Start of Records to use
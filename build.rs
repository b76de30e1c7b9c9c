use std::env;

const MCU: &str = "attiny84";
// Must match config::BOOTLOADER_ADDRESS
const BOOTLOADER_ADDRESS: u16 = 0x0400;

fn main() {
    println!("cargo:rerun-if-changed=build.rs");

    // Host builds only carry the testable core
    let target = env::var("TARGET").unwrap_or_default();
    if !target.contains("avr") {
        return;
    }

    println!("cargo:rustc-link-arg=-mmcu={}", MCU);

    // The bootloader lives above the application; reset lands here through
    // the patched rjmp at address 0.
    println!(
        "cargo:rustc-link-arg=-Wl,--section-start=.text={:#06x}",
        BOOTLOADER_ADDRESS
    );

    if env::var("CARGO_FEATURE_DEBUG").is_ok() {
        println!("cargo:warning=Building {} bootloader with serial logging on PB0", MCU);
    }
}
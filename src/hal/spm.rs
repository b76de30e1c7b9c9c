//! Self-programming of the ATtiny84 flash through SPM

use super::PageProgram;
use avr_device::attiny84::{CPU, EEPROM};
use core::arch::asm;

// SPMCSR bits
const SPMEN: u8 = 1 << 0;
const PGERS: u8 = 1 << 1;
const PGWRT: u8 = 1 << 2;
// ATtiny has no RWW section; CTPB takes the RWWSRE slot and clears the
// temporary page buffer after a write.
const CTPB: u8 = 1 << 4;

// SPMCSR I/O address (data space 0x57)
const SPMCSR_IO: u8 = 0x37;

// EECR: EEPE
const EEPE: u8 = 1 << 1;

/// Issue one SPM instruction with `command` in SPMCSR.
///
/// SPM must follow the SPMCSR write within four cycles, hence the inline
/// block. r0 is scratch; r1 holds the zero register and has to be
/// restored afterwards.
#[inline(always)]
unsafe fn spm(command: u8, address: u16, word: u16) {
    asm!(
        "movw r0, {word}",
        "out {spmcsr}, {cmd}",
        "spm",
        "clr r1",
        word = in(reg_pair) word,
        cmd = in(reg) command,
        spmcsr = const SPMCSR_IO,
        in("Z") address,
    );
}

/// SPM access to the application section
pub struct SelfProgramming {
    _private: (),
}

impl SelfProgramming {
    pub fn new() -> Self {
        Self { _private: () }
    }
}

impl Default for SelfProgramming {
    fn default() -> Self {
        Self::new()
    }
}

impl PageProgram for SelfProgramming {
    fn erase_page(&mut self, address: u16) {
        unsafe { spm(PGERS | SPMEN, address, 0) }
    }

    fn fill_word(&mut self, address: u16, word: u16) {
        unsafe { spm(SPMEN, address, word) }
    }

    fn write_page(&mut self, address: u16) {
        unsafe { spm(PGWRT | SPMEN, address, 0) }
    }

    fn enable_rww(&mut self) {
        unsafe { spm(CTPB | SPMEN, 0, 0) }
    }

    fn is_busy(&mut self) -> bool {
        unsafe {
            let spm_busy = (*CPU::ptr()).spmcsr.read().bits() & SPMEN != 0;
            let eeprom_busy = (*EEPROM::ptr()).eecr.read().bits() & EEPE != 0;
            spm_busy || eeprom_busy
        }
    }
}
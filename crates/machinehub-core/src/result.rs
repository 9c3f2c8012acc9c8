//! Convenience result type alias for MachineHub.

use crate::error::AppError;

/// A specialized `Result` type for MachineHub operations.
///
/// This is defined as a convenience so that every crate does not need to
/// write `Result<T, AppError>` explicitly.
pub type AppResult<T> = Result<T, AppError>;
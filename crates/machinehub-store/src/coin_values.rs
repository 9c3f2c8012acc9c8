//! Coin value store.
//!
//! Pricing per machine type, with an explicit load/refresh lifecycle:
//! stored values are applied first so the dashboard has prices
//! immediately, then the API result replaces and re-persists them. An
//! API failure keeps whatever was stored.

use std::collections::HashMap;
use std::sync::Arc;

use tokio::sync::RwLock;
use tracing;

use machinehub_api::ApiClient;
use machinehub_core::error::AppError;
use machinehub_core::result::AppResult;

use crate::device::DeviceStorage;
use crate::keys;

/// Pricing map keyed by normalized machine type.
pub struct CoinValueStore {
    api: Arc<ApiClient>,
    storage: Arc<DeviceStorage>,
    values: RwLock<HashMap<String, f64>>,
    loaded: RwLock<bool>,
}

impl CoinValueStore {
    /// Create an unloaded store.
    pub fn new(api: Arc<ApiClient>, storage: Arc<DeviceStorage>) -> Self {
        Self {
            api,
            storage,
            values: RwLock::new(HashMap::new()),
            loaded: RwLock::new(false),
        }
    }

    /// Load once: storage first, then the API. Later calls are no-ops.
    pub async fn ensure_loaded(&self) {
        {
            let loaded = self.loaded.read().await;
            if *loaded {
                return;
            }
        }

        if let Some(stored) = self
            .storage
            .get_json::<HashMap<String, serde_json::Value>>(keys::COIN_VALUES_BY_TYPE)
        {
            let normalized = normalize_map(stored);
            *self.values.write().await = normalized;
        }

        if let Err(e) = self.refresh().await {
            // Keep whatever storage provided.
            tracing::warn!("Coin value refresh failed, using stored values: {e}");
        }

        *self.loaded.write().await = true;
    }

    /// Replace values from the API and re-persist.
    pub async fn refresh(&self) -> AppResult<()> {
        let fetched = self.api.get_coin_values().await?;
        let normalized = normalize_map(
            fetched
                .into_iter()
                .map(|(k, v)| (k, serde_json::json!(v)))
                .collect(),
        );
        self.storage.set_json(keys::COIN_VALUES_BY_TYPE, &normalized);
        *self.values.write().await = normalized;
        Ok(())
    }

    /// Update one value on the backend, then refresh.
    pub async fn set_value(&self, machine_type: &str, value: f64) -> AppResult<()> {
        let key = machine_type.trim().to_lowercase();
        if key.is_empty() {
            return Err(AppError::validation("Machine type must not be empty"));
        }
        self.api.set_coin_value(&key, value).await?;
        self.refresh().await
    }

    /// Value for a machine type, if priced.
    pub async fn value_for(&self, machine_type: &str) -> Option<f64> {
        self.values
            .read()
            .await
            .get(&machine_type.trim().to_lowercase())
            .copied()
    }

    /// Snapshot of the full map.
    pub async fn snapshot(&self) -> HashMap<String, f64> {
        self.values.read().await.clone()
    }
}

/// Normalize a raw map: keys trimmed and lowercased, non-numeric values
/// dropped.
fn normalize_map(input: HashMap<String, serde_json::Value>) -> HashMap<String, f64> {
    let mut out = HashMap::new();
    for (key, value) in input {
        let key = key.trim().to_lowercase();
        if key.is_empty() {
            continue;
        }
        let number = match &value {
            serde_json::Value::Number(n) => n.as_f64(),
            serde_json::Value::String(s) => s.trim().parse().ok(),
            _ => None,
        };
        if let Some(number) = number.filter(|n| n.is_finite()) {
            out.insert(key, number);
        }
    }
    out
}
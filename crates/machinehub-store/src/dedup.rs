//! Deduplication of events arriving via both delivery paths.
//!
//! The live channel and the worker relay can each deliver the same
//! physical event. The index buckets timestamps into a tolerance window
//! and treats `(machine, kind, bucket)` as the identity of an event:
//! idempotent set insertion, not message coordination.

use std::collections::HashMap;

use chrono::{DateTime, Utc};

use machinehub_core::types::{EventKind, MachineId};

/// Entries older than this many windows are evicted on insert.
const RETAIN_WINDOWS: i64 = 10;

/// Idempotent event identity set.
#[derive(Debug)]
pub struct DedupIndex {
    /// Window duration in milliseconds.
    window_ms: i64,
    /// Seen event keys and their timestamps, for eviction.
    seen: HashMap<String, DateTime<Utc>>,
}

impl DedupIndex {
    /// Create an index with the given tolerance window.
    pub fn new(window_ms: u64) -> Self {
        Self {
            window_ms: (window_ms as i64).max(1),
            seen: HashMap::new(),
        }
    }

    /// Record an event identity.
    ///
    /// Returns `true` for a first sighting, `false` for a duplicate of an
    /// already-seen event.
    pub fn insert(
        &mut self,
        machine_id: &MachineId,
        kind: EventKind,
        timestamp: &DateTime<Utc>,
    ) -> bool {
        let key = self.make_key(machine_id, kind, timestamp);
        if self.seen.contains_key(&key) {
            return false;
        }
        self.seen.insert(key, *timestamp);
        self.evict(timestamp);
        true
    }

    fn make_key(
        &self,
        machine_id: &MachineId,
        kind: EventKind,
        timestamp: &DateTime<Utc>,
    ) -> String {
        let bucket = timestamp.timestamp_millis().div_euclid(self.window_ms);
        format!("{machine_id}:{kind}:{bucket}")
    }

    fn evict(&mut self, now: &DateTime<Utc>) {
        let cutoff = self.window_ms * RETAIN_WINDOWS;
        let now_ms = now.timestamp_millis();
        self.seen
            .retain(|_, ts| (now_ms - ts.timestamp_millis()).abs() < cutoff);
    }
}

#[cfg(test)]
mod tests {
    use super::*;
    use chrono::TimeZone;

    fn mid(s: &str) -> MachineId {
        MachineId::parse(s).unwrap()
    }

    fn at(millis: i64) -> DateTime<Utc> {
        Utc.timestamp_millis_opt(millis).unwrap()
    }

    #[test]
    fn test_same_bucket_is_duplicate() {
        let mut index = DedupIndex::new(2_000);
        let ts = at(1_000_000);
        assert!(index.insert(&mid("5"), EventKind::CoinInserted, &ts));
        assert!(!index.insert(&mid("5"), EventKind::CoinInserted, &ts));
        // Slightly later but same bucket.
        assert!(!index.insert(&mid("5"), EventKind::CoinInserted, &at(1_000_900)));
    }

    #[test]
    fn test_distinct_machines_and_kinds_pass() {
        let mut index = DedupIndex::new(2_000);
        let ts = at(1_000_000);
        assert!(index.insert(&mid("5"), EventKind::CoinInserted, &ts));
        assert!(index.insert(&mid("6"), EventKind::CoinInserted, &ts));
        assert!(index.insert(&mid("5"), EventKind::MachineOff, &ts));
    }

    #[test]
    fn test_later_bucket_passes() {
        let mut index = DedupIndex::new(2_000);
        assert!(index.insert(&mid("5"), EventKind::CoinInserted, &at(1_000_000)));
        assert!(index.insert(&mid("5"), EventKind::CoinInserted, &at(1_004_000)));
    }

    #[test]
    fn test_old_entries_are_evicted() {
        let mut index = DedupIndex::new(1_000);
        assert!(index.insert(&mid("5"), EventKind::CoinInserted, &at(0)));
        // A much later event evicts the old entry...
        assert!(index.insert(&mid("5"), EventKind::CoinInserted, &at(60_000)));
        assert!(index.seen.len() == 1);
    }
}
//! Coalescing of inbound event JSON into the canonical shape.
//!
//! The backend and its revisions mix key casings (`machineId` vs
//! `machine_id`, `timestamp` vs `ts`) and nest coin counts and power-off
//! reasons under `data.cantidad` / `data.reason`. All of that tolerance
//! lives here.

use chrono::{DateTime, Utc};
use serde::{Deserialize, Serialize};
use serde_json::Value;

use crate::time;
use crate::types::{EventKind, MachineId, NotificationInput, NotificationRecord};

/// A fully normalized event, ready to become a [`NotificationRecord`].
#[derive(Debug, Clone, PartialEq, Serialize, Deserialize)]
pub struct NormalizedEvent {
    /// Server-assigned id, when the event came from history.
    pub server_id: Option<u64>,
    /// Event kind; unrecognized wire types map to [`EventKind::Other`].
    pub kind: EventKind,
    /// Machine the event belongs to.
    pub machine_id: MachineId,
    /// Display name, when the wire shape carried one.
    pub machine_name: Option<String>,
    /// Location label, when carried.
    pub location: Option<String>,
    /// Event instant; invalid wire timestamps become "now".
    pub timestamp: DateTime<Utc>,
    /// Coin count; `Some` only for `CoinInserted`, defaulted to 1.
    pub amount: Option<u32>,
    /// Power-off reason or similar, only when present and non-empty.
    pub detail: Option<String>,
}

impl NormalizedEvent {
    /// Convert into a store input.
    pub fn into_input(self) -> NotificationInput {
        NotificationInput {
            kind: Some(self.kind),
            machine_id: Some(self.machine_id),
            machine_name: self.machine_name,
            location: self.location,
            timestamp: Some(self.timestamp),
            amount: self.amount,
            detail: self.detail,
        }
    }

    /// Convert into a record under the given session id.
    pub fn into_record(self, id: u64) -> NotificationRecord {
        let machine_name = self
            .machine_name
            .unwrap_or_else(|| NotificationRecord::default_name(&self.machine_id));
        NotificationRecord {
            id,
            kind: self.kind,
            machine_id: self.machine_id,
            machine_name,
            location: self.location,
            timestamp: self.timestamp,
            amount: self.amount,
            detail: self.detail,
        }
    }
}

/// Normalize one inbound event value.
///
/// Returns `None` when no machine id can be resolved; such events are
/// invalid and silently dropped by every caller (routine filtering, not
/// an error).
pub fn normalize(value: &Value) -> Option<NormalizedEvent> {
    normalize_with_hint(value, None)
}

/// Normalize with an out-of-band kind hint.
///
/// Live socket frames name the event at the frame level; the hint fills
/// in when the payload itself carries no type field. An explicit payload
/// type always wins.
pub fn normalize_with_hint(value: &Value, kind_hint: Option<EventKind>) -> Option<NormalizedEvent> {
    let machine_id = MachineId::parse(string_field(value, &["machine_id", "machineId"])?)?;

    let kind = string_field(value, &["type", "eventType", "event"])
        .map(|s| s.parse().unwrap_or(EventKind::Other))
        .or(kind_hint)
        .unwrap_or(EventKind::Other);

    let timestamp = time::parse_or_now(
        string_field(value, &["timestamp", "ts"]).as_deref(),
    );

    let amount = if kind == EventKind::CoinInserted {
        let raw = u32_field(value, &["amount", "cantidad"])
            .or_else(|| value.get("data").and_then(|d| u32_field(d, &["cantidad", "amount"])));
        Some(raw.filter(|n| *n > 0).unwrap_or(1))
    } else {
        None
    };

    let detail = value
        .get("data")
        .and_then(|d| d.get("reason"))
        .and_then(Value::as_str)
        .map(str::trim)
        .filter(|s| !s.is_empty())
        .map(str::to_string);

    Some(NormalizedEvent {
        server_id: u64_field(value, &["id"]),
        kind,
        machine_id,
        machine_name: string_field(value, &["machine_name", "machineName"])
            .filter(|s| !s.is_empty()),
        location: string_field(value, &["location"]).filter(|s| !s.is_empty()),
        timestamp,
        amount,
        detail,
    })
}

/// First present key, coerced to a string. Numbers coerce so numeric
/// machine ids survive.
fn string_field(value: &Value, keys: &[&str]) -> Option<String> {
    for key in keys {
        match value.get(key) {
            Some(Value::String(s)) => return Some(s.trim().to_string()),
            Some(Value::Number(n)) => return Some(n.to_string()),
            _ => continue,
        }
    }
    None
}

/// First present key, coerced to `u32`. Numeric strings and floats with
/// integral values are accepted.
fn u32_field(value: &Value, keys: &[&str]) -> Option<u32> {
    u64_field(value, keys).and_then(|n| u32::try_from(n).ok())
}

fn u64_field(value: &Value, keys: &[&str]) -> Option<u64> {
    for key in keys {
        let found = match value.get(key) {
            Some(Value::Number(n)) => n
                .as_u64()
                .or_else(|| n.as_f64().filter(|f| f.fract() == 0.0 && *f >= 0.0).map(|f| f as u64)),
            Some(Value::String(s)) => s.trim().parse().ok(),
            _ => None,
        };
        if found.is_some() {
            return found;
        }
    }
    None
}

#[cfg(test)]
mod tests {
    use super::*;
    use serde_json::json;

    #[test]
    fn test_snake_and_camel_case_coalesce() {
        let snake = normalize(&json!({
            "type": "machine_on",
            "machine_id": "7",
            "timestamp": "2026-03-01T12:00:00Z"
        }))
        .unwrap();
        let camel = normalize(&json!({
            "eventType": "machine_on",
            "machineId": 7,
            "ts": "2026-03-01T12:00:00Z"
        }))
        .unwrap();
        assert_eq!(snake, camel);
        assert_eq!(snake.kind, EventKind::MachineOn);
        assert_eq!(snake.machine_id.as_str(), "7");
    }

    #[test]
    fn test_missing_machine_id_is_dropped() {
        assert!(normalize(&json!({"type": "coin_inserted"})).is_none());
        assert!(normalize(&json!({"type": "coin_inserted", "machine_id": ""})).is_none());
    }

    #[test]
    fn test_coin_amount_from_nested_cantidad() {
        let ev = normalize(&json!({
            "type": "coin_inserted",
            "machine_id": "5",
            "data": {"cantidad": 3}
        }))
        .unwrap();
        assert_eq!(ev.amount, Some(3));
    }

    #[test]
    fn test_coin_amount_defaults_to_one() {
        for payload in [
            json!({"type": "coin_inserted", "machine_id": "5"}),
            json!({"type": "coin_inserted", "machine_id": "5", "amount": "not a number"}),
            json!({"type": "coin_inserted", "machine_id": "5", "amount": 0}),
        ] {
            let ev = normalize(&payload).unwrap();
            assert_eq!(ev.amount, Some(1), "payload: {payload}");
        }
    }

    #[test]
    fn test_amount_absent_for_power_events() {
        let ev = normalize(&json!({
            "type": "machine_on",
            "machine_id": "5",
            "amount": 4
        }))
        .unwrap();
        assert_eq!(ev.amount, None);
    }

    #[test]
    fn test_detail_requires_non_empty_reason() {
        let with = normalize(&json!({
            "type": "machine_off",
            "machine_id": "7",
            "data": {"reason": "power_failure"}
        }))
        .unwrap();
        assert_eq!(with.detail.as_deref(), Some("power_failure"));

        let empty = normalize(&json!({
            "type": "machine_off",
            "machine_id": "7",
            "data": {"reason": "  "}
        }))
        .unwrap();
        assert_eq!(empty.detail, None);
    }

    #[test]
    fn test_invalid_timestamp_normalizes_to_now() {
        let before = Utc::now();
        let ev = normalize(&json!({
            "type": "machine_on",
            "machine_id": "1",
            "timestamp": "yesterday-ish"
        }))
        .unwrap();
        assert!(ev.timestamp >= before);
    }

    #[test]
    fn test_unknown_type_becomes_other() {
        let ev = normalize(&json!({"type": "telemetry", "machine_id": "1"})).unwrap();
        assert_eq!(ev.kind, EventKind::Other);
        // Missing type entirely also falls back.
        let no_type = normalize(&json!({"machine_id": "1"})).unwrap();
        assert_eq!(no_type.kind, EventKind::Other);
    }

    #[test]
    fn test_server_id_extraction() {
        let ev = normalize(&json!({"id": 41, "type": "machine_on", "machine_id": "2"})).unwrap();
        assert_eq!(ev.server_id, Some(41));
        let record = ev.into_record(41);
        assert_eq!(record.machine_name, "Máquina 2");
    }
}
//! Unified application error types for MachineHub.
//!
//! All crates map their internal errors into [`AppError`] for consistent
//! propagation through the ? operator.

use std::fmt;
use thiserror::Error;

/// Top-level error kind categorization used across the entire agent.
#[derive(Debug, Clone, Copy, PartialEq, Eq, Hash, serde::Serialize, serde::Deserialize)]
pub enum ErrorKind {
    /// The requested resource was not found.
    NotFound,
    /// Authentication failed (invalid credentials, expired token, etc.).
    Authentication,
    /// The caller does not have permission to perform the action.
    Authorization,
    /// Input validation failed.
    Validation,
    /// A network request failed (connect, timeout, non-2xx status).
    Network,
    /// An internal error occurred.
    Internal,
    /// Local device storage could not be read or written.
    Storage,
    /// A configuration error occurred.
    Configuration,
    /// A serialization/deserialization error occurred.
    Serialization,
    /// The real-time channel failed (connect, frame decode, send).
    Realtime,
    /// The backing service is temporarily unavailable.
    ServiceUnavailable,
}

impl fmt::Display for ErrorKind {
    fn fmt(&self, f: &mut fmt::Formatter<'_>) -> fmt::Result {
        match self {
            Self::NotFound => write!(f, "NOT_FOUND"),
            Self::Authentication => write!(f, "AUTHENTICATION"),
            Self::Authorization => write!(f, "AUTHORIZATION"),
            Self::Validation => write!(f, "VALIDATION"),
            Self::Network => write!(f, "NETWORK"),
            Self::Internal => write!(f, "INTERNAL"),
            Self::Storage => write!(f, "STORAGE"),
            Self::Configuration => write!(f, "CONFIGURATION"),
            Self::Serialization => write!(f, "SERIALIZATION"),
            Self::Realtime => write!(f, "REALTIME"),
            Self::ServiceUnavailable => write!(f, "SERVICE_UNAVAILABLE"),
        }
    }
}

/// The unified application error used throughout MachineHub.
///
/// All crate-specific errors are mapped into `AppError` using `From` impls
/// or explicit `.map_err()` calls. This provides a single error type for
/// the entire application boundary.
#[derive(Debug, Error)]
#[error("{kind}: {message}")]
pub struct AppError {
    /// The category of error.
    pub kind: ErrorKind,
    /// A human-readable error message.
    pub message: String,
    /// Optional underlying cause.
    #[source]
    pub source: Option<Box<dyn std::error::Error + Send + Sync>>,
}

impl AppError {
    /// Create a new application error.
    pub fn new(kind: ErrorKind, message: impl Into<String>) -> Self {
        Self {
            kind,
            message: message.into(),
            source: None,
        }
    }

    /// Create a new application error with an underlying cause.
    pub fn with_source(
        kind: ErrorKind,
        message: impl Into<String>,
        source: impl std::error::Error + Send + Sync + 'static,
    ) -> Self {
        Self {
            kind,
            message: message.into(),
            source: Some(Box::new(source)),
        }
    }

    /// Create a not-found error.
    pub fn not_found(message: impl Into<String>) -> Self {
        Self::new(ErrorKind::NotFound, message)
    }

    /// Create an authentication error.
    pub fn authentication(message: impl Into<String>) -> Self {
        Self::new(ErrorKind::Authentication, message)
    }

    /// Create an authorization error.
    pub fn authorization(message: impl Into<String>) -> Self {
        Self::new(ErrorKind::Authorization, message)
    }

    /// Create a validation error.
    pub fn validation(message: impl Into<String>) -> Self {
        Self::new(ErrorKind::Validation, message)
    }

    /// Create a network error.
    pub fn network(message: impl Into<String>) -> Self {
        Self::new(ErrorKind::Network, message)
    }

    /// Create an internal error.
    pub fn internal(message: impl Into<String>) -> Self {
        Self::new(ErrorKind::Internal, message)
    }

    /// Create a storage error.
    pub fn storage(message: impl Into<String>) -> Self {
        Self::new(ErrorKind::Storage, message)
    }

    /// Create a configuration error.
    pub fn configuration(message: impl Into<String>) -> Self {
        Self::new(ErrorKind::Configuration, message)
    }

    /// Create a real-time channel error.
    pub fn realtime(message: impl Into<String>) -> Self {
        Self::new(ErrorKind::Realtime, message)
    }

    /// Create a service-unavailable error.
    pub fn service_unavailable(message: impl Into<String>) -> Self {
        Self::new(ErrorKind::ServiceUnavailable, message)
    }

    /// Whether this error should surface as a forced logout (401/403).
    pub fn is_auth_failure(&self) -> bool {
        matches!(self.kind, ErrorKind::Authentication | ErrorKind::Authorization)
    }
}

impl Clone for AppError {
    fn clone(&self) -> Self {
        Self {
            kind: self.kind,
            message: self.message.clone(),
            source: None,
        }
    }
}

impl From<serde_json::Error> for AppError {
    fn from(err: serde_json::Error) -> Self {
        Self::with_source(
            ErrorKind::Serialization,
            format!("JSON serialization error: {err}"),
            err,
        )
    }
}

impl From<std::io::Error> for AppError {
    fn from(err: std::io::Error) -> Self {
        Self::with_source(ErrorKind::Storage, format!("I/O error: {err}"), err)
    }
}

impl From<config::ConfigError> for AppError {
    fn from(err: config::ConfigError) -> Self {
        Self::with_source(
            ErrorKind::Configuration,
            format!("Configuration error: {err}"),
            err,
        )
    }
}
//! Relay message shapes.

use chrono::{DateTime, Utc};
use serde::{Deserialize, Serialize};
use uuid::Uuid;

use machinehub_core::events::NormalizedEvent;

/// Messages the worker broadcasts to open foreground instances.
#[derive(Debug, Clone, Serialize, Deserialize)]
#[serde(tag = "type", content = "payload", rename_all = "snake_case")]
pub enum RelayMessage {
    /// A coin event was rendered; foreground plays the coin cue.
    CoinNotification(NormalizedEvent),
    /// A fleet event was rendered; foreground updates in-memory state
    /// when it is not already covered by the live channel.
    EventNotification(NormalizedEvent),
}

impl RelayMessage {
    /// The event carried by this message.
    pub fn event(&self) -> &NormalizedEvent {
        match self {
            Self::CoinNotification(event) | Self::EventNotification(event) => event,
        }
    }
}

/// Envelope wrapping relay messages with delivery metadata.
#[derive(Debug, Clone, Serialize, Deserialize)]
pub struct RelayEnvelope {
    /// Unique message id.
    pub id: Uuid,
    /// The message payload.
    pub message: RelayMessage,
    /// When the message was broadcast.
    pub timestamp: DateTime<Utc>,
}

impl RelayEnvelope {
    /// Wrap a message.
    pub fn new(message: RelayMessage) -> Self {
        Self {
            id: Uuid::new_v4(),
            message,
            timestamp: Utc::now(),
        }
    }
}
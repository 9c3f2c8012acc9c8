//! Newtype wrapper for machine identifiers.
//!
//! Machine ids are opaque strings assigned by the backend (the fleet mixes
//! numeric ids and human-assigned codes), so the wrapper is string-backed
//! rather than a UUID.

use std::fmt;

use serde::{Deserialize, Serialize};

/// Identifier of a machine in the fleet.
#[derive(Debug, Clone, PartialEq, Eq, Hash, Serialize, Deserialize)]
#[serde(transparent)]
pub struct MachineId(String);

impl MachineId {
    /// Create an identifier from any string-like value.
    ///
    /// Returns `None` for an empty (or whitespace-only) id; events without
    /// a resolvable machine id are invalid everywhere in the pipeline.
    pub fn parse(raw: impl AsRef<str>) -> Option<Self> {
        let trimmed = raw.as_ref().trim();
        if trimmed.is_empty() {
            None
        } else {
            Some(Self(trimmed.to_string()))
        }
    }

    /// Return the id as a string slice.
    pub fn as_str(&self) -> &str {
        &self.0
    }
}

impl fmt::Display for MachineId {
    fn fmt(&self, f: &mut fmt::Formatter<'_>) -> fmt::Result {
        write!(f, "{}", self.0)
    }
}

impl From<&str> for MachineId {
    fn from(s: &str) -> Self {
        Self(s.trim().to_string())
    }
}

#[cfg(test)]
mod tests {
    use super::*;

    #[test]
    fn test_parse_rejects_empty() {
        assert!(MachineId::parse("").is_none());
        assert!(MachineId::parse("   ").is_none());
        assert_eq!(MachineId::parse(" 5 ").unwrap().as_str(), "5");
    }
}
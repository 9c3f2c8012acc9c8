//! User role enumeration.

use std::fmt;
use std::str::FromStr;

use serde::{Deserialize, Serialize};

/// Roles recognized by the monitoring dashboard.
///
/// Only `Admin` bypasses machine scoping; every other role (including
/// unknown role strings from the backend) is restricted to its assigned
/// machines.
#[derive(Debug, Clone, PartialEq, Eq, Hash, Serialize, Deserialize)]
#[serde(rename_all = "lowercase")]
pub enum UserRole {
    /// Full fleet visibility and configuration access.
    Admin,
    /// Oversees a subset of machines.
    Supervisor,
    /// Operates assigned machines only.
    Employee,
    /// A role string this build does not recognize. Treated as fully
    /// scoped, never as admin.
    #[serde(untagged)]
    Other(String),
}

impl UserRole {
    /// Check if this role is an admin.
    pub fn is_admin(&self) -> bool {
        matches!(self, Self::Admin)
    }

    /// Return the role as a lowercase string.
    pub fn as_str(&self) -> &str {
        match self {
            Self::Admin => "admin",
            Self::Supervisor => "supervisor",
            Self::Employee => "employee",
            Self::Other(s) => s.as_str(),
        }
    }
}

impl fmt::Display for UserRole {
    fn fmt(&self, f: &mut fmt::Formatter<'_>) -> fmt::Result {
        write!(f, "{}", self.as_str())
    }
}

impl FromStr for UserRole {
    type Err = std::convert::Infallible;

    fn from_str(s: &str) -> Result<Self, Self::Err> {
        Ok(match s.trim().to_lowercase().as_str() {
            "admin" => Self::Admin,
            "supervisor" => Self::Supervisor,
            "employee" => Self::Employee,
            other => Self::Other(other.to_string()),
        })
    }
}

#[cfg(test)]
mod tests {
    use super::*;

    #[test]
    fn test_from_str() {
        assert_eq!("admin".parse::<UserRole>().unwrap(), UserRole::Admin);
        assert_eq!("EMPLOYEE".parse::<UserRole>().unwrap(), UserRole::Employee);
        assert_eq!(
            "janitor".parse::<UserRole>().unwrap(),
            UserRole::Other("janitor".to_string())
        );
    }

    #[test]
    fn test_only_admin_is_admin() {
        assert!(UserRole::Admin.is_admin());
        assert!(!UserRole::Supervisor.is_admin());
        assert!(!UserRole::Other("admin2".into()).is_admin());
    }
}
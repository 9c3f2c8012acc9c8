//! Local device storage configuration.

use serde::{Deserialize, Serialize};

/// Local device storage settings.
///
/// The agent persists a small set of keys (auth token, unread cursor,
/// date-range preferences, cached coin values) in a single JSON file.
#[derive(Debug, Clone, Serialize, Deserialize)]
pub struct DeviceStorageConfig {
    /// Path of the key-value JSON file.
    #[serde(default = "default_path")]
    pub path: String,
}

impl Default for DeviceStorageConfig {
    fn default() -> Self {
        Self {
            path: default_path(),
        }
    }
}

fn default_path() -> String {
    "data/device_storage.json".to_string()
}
End of Records to use
* What is expected
Write out every line of the listing that holds the word "false".

* Exercise answer
            loaded: RwLock::new(false),
    /// Returns `true` for a first sighting, `false` for a duplicate of an
            return false;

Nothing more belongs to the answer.